O. Winston Link Museum, Art museum in Roanoke, United States.
The O. Winston Link Museum is an art museum in downtown Roanoke, Virginia, dedicated to the photographic work of O. Winston Link, who documented the final years of steam railroading on the Norfolk and Western Railway during the 1950s. The collection features large-format black and white prints showing trains, stations, and the people who lived alongside the rail line.
O. Winston Link began photographing the Norfolk and Western Railway in the late 1950s, just before steam operations came to an end on that line. The museum opened in 2004 inside the railway's former passenger station, so the building itself carries a direct connection to the photographs on display.
Link's photographs show ordinary life in small towns along the Norfolk and Western Railway, one of the last lines still running steam engines at the time. Visitors see families, drive-in movie nights, and everyday scenes that happened to unfold right next to the tracks.
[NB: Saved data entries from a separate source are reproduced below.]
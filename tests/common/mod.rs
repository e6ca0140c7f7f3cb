#![allow(dead_code)]

use std::time::Duration;

use alloy::{
    network::Ethereum,
    primitives::{Address, U256, address},
    providers::mock::Asserter,
    rpc::types::Log,
};
use mint_scanner::{
    MintListener, MintListenerBuilder, MintStreamItem, Notification, ScannerMessage,
    test_utils::{MockConnector, fixtures},
};
use tokio_stream::{StreamExt, wrappers::ReceiverStream};

pub const SUB_A: &str = "wss://sub-a.mock";
pub const SUB_B: &str = "wss://sub-b.mock";
pub const POLL_A: &str = "https://poll-a.mock";
pub const POLL_B: &str = "https://poll-b.mock";

pub const CONTRACT: Address = address!("0x00000000000000000000000000000000000000aa");

pub type MockListener = MintListener<Ethereum, MockConnector>;

pub fn init_tracing() {
    let _ = tracing_subscriber::fmt()
        .with_env_filter(tracing_subscriber::EnvFilter::from_default_env())
        .with_test_writer()
        .try_init();
}

pub fn build(builder: MintListenerBuilder, connector: &MockConnector) -> anyhow::Result<MockListener> {
    init_tracing();
    Ok(builder.build_with(connector.clone())?)
}

/// Scripts the four lookups that turn `log` into a mint named `name`.
pub fn push_enrichment(asserter: &Asserter, log: &Log, value: U256, name: &str) {
    let block = log.block_number.expect("fixture logs are mined");
    let hash = log.transaction_hash.expect("fixture logs are mined");
    asserter.push_success(&fixtures::transaction(hash, block, value));
    asserter.push_success(&fixtures::abi_bool(true));
    asserter.push_success(&fixtures::block(block, 1_700_000_000 + block));
    asserter.push_success(&fixtures::abi_string(name));
}

/// Reads items until `expected` shows up and returns everything read before it.
pub async fn skip_until(
    stream: &mut ReceiverStream<MintStreamItem>,
    expected: Notification,
    within: Duration,
) -> Vec<MintStreamItem> {
    let mut skipped = Vec::new();
    let deadline = tokio::time::Instant::now() + within;
    loop {
        let item = tokio::time::timeout_at(deadline, stream.next())
            .await
            .unwrap_or_else(|_| panic!("no {expected:?} within {within:?}, saw {skipped:?}"));
        match item {
            Some(Ok(ScannerMessage::Notification(notification))) if notification == expected => {
                return skipped;
            }
            Some(item) => skipped.push(item),
            None => panic!("stream closed before {expected:?}, saw {skipped:?}"),
        }
    }
}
The museum sits on Shenandoah Avenue in downtown Roanoke and is open Tuesday through Saturday. The photographs reward close attention, so setting aside at least a couple of hours makes the visit more worthwhile.
Link worked almost entirely at night and built his own elaborate lighting rigs that could fire hundreds of flash bulbs at once. This approach let him photograph moving trains alongside everyday scenes without stopping either.